● **Your objective**
Find every line in the records below that contains the word "derive", and copy each such line.

● **Dataset excerpts**
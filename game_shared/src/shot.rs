//! Locally spawned shots. Never replicated: each peer owns its own copies and drives them
//! with the same fixed kinematics, so only spawn times can differ across peers.

use glam::Vec3;

use crate::transform::{Rotator, Transform};
use crate::tuning::ShotTuning;

#[derive(Debug, Clone, PartialEq)]
pub struct ShotEvent {
    pub owner_id: u64,
    pub origin: Vec3,
    pub rotation: Rotator,
    pub direction: Vec3,
    pub speed: f32,
    pub spawn_time: f64,
    pub time_to_live: f64,
    // Time up to which the path has already been hit-tested.
    swept_until: f64,
}

impl ShotEvent {
    pub fn new(
        owner_id: u64,
        origin: Vec3,
        rotation: Rotator,
        tuning: &ShotTuning,
        spawn_time: f64,
    ) -> Self {
        Self {
            owner_id,
            origin,
            rotation,
            direction: rotation.forward(),
            speed: tuning.initial_speed,
            spawn_time,
            time_to_live: tuning.lifespan,
            swept_until: spawn_time,
        }
    }

    /// Spawn just outside the shooter's collision sphere, along its nose.
    pub fn from_muzzle(
        owner_id: u64,
        shooter: &Transform,
        muzzle_offset: f32,
        tuning: &ShotTuning,
        spawn_time: f64,
    ) -> Self {
        let origin = shooter.translation + shooter.rotation.forward() * muzzle_offset;
        Self::new(owner_id, origin, shooter.rotation, tuning, spawn_time)
    }

    pub fn position_at(&self, now: f64) -> Vec3 {
        let t = (now - self.spawn_time).clamp(0.0, self.time_to_live) as f32;
        self.origin + self.direction * (self.speed * t)
    }

    pub fn expires_at(&self) -> f64 {
        self.spawn_time + self.time_to_live
    }

    pub fn is_expired(&self, now: f64) -> bool {
        now >= self.expires_at()
    }
}

/// All shots alive on one peer.
#[derive(Debug, Default)]
pub struct ShotField {
    shots: Vec<ShotEvent>,
}

impl ShotField {
    pub fn new() -> Self {
        Self { shots: Vec::new() }
    }

    pub fn spawn(&mut self, shot: ShotEvent) {
        self.shots.push(shot);
    }

    pub fn len(&self) -> usize {
        self.shots.len()
    }

    pub fn is_empty(&self) -> bool {
        self.shots.is_empty()
    }

    pub fn iter(&self) -> impl Iterator<Item = &ShotEvent> {
        self.shots.iter()
    }

    /// Drop shots whose lifespan ran out.
    pub fn advance(&mut self, now: f64) -> usize {
        self.advance_with(now, |_, _, _| false)
    }

    /// Drop expired shots and any shot `hit_test` reports as consumed along the path
    /// travelled since the last advance. Returns how many shots were removed.
    pub fn advance_with<F>(&mut self, now: f64, mut hit_test: F) -> usize
    where
        F: FnMut(&ShotEvent, Vec3, Vec3) -> bool,
    {
        let before = self.shots.len();
        self.shots.retain_mut(|shot| {
            let from = shot.position_at(shot.swept_until);
            let to = shot.position_at(now);
            shot.swept_until = now.min(shot.expires_at());
            if hit_test(&*shot, from, to) {
                return false;
            }
            !shot.is_expired(now)
        });
        before - self.shots.len()
    }

    pub fn remove_owned_by(&mut self, owner_id: u64) {
        self.shots.retain(|shot| shot.owner_id != owner_id);
    }
}
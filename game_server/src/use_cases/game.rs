use super::types::{GameEvent, PeerOutbox, WorldUpdate};
use super::world::{World, WorldSettings};
use crate::domain::Arena;
use game_shared::Clock;
use std::sync::Arc;
use std::time::Duration;
use tokio::sync::mpsc::error::TryRecvError;
use tokio::sync::{broadcast, mpsc};
use tracing::info;

/// Inbound queues feeding the world task, one per delivery contract.
pub struct WorldInbox {
    /// Join/Leave/ShootingIntent, applied in send order.
    pub reliable: mpsc::UnboundedReceiver<GameEvent>,
    /// ReportTransform; producers drop on full.
    pub unreliable: mpsc::Receiver<GameEvent>,
}

pub async fn world_task(
    mut inbox: WorldInbox,
    world_tx: broadcast::Sender<WorldUpdate>,
    settings: WorldSettings,
    arena: Arena,
    tick_interval: Duration,
    clock: Arc<dyn Clock>,
) {
    let mut world: World<PeerOutbox> = World::new(settings, arena);

    // Drive the fixed-step loop at the configured tick rate.
    let mut interval = tokio::time::interval(tick_interval);
    interval.set_missed_tick_behavior(tokio::time::MissedTickBehavior::Delay);
    let mut last_tick = clock.now();

    loop {
        interval.tick().await;

        // Reliable first so a Join is in place before that player's first transform.
        let shutting_down = loop {
            match inbox.reliable.try_recv() {
                Ok(ev) => apply(&mut world, ev),
                Err(TryRecvError::Empty) => break false,
                Err(TryRecvError::Disconnected) => break true,
            }
        };
        if shutting_down {
            info!("inbound queue closed; stopping world task");
            break;
        }

        while let Ok(ev) = inbox.unreliable.try_recv() {
            apply(&mut world, ev);
        }

        let now = clock.now();
        let dt = (now - last_tick).max(0.0) as f32;
        last_tick = now;

        let update = world.tick(now, dt);
        // No subscribers is fine; nobody is connected.
        let _ = world_tx.send(update);
    }
}

fn apply(world: &mut World<PeerOutbox>, ev: GameEvent) {
    match ev {
        GameEvent::Join { player_id, outbox } => {
            world.join(player_id, outbox);
        }
        GameEvent::Leave { player_id } => world.leave(player_id),
        GameEvent::ReportTransform { player_id, sample } => {
            world.report_transform(player_id, sample);
        }
        GameEvent::ReportShootingIntent {
            player_id,
            is_shooting,
        } => world.report_shooting_intent(player_id, is_shooting),
    }
}

#[cfg(test)]
mod tests {
    use super::*;
    use crate::use_cases::types::PeerMessage;
    use game_shared::{ManualClock, Transform, TransformSample};
    use glam::Vec3;

    fn inbox() -> (
        mpsc::UnboundedSender<GameEvent>,
        mpsc::Sender<GameEvent>,
        WorldInbox,
    ) {
        let (reliable_tx, reliable) = mpsc::unbounded_channel();
        let (unreliable_tx, unreliable) = mpsc::channel(16);
        (
            reliable_tx,
            unreliable_tx,
            WorldInbox {
                reliable,
                unreliable,
            },
        )
    }

    #[tokio::test(start_paused = true)]
    async fn joins_are_applied_before_transforms_and_ticks_broadcast() {
        let (reliable_tx, unreliable_tx, inbox) = inbox();
        let (world_tx, mut world_rx) = broadcast::channel(16);
        let clock = ManualClock::new(0.0);
        let task = tokio::spawn(world_task(
            inbox,
            world_tx,
            WorldSettings::default(),
            Arena::new(vec![], vec![Vec3::ZERO]),
            Duration::from_millis(16),
            Arc::new(clock.clone()),
        ));

        let (peer_unreliable_tx, mut peer_unreliable_rx) = mpsc::channel(8);
        let (peer_reliable_tx, _peer_reliable_rx) = mpsc::unbounded_channel();
        // Queue the transform first; the join still lands before it.
        unreliable_tx
            .try_send(GameEvent::ReportTransform {
                player_id: 7,
                sample: TransformSample::new(Transform::IDENTITY, 0.0),
            })
            .expect("world task alive");
        reliable_tx
            .send(GameEvent::Join {
                player_id: 7,
                outbox: PeerOutbox::new(peer_unreliable_tx, peer_reliable_tx),
            })
            .expect("world task alive");

        let update = world_rx.recv().await.expect("world update");
        assert_eq!(update.pawns.len(), 1);
        assert_eq!(update.pawns[0].id, 7);
        assert_eq!(
            peer_unreliable_rx.recv().await,
            Some(PeerMessage::CorrectTransform(update.pawns[0].transform))
        );

        clock.advance(0.016);
        reliable_tx
            .send(GameEvent::Leave { player_id: 7 })
            .expect("world task alive");
        let mut emptied = false;
        for _ in 0..4 {
            if world_rx.recv().await.expect("world update").pawns.is_empty() {
                emptied = true;
                break;
            }
        }
        assert!(emptied);

        drop(reliable_tx);
        task.await.expect("world task exits cleanly");
    }
}
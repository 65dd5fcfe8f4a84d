// Interface adapters: wire protocol and network handling.

pub mod http;
pub mod ids;
pub mod net;
pub mod protocol;
pub mod state;
use game_shared::{NetTuning, PawnTuning, ShotTuning};
use std::{env, str::FromStr, time::Duration};

use crate::use_cases::WorldSettings;

// Runtime/server constants (not gameplay tuning).

pub fn http_port() -> u16 {
    env_or("GAME_SERVER_PORT", 3001)
}

pub const INBOUND_TRANSFORM_CAPACITY: usize = 1024;
pub const PEER_UNRELIABLE_CAPACITY: usize = 8;
pub const WORLD_BROADCAST_CAPACITY: usize = 128;
pub const JOIN_TIMEOUT: Duration = Duration::from_secs(5);

pub const TICK_INTERVAL: Duration = Duration::from_millis(1000 / 60);

// Unset or unparsable values fall back to the default.
fn env_or<T: FromStr>(key: &str, default: T) -> T {
    env::var(key)
        .ok()
        .and_then(|v| v.trim().parse().ok())
        .unwrap_or(default)
}

/// Gameplay tuning with environment overrides applied.
///
/// Pawn and shot tuning come from the same variables clients read.
pub fn world_settings() -> WorldSettings {
    let net = NetTuning {
        net_cull_distance: env_or(
            "NET_CULL_DISTANCE",
            NetTuning::default().net_cull_distance,
        ),
    };

    WorldSettings {
        pawn: PawnTuning::from_env(),
        shots: ShotTuning::from_env(),
        net,
    }
    .normalized()
}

● **Output of the exercise**
#[derive(Debug, Clone, PartialEq)]
#[derive(Debug, Default)]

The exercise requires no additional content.